┌──

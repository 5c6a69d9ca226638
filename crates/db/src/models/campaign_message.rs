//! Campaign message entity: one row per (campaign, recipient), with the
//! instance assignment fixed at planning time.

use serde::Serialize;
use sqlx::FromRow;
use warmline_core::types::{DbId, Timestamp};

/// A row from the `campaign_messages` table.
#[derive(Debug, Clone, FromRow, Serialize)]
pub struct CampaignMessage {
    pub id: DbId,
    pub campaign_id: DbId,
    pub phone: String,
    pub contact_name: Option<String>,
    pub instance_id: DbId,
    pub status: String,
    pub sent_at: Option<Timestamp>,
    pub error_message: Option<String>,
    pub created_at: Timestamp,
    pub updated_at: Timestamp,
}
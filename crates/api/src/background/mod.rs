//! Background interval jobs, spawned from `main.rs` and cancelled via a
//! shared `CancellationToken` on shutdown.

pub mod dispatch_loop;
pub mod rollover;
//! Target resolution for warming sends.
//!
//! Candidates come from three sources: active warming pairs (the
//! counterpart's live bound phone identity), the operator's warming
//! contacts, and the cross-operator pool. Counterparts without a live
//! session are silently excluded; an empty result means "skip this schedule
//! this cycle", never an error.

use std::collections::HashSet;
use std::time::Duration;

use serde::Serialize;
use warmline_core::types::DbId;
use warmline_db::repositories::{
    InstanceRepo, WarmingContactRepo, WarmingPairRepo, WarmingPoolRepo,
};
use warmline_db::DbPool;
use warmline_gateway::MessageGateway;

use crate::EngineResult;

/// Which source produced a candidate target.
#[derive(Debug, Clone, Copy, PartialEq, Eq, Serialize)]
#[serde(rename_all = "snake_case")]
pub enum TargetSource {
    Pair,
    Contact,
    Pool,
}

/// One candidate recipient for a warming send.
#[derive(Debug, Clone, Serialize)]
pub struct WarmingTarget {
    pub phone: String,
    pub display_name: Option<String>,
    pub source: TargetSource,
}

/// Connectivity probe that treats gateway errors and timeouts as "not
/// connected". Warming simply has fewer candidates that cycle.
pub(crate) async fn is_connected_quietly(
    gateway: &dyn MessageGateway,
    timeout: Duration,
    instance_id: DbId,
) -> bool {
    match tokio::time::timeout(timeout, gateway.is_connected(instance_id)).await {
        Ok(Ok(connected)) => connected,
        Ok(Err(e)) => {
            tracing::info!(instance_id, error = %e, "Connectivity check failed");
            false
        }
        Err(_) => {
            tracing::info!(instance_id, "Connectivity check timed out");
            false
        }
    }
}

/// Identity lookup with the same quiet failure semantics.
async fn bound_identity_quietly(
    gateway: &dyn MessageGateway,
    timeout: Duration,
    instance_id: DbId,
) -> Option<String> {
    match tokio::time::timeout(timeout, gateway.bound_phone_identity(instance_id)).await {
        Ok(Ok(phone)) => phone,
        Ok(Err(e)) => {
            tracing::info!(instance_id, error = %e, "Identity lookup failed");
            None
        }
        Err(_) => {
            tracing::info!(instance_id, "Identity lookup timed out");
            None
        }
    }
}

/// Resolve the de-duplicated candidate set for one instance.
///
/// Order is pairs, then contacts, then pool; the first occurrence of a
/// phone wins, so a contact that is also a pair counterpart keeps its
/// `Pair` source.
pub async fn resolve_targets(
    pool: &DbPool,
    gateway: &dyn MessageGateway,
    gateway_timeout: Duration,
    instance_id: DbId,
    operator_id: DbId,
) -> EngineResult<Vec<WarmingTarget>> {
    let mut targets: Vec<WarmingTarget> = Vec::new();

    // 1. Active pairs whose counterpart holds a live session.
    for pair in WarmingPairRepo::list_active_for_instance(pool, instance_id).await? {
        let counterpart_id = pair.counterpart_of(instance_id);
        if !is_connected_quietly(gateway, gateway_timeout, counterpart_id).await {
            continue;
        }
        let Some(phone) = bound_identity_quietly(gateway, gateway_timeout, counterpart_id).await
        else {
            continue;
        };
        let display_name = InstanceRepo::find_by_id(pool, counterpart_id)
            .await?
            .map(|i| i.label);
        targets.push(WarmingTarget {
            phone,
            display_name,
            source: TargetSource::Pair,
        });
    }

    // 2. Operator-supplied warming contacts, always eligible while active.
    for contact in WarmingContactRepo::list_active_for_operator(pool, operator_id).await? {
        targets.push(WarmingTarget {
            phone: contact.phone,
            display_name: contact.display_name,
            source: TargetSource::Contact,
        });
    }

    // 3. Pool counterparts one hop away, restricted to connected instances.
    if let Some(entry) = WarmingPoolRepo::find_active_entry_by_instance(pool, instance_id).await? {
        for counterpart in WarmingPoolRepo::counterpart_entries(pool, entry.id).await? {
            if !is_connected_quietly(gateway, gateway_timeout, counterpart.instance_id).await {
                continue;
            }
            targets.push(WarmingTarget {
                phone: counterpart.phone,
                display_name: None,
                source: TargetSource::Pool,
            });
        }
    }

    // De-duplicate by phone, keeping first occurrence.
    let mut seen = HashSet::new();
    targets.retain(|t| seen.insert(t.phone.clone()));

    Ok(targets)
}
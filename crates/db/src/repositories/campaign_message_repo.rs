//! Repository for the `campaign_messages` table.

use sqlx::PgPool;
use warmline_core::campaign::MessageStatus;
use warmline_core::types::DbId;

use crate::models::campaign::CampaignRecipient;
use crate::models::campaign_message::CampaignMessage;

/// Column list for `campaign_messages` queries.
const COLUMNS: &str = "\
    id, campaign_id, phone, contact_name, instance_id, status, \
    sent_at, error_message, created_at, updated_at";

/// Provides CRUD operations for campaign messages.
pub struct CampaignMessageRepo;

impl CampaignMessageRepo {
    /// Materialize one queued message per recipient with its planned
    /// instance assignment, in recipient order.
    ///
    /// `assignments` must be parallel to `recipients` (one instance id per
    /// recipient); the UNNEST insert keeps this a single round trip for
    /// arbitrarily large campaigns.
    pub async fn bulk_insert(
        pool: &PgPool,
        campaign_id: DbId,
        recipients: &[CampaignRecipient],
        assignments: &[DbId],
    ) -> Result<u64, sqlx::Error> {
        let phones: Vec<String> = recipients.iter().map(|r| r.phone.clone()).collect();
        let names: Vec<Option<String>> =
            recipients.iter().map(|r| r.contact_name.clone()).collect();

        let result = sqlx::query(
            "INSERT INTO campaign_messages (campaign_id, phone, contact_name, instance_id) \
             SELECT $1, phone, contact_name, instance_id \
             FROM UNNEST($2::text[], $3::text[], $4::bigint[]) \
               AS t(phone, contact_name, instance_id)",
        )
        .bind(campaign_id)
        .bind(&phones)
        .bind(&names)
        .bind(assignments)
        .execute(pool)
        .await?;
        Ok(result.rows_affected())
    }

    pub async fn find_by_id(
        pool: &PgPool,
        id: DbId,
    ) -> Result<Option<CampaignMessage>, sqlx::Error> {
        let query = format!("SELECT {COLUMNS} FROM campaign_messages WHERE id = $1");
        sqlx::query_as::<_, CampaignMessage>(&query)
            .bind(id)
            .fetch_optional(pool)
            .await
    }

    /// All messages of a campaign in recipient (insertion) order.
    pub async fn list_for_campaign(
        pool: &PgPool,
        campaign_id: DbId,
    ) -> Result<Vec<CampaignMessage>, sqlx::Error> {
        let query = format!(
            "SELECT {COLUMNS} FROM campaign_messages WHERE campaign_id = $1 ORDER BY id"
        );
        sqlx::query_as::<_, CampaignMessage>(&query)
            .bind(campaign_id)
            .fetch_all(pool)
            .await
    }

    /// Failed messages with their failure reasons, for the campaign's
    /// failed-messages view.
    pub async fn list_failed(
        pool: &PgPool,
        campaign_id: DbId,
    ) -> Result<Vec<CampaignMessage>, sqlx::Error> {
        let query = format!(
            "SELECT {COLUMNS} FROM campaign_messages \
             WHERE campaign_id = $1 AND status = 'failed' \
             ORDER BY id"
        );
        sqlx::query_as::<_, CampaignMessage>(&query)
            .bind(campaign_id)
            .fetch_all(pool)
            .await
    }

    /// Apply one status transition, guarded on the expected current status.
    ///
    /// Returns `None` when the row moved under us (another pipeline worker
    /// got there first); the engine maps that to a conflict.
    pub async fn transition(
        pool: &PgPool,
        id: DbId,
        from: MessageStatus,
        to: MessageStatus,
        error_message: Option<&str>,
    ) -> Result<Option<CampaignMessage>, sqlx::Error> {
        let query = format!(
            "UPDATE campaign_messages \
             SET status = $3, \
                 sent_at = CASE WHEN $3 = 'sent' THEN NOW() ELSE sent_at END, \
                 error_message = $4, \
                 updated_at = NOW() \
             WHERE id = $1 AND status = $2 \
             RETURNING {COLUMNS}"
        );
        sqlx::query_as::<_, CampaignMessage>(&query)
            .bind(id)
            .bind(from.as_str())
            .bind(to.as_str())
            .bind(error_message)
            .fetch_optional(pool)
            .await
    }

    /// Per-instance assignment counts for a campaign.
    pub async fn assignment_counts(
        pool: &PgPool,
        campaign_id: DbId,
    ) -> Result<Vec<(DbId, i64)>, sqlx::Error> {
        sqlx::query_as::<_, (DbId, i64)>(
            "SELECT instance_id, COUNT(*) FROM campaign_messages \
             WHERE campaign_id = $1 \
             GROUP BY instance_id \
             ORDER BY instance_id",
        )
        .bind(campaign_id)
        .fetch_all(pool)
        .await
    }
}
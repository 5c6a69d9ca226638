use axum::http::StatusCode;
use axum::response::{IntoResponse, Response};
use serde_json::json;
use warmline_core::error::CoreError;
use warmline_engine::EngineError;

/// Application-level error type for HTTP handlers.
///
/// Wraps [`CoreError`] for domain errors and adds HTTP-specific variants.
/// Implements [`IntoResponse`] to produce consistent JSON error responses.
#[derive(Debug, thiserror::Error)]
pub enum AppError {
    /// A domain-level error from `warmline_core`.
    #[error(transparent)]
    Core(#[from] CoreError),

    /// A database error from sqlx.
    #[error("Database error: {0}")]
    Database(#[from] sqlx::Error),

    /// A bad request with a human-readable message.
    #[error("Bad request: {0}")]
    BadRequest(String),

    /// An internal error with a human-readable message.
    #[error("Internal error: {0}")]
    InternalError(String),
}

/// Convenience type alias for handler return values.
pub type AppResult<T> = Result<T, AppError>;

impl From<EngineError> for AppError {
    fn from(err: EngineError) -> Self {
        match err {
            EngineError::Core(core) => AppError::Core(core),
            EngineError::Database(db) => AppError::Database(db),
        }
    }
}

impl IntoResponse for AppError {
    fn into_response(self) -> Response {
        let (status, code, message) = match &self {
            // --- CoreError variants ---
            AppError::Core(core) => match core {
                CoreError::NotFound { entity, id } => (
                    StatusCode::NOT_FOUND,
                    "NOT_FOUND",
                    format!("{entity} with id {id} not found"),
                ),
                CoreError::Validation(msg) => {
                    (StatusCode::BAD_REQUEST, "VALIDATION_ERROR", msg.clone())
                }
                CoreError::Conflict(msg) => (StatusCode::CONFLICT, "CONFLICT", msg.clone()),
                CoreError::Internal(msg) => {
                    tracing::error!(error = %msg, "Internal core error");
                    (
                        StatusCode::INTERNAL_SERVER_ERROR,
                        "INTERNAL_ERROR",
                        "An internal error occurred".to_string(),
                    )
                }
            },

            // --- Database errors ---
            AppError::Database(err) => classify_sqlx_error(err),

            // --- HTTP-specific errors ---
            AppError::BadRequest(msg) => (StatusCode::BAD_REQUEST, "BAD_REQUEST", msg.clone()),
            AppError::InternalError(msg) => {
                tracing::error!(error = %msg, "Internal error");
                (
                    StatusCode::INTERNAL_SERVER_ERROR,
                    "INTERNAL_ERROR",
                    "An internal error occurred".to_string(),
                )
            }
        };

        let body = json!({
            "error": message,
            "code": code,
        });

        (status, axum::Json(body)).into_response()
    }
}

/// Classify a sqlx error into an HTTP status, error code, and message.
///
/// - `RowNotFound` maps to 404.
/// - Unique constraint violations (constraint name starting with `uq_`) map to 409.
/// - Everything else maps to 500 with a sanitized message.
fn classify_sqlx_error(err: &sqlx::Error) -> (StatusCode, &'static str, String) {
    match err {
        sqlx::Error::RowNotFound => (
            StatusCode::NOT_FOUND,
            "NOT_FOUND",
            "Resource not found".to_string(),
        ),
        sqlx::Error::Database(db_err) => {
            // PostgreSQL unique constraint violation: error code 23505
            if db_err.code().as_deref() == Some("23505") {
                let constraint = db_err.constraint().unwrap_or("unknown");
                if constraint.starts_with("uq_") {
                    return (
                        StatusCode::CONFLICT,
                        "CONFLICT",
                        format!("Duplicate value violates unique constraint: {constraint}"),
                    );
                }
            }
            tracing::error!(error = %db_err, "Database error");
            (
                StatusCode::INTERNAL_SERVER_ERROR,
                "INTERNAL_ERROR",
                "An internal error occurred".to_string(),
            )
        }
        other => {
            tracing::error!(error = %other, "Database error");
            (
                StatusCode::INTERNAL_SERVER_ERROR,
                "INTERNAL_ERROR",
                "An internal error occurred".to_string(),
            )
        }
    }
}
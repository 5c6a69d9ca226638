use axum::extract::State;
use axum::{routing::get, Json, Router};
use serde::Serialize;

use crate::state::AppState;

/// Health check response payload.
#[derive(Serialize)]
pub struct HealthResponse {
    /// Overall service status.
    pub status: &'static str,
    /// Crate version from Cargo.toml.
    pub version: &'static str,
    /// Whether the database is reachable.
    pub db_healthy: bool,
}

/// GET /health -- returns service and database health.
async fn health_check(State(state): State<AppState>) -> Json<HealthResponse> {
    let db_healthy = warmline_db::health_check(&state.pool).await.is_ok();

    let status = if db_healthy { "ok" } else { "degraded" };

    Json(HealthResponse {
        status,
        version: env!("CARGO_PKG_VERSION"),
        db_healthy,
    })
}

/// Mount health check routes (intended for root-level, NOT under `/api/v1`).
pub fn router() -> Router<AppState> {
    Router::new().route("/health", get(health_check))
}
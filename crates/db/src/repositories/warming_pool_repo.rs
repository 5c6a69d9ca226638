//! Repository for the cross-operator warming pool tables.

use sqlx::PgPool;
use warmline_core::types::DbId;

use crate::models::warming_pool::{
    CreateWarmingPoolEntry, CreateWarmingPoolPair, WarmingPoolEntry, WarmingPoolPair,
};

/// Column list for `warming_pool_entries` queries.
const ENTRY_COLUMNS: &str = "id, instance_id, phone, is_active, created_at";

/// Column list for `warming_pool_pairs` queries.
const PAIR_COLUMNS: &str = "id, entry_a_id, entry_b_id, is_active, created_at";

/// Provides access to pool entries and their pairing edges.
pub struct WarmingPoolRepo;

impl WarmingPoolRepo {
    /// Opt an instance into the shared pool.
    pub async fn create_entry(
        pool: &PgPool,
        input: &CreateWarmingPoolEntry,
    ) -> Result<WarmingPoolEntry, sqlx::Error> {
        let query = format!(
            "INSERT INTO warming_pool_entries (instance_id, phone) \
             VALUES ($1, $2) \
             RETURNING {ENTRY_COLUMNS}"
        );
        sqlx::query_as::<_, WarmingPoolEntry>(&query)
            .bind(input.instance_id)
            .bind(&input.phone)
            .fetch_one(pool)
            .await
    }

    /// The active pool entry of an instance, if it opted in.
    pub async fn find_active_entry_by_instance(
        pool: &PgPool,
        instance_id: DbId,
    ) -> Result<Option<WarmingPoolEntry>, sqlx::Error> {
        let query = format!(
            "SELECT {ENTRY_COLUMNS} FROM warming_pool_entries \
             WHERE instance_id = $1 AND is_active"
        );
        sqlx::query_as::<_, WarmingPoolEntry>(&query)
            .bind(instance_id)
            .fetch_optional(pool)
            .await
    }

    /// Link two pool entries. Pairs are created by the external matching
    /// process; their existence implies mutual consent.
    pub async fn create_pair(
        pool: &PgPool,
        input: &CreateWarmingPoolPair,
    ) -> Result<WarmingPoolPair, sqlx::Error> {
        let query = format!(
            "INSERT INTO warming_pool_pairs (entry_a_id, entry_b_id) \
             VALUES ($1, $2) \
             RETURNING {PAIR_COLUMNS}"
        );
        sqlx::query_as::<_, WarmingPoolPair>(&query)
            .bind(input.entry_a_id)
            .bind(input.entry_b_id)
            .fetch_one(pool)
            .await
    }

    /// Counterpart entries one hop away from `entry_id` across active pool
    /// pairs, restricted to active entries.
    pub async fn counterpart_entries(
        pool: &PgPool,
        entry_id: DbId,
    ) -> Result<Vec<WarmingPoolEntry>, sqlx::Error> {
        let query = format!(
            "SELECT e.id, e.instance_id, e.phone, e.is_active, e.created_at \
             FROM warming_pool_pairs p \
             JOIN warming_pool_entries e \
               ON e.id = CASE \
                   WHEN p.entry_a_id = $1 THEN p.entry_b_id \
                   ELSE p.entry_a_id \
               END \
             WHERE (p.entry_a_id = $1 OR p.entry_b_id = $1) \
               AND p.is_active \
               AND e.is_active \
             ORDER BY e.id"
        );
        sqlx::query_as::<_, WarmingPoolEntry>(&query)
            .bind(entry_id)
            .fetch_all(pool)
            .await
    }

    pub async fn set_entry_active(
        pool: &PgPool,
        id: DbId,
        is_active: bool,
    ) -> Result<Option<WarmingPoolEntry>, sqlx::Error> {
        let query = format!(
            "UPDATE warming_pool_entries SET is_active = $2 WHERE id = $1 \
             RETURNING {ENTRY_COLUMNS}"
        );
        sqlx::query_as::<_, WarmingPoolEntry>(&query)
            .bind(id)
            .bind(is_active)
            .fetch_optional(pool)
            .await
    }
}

└──

* **What the exercise asks**:
Check each line of the data above for the string "Router", then report how many lines have it, with no other words.

* **Output of the task**:
3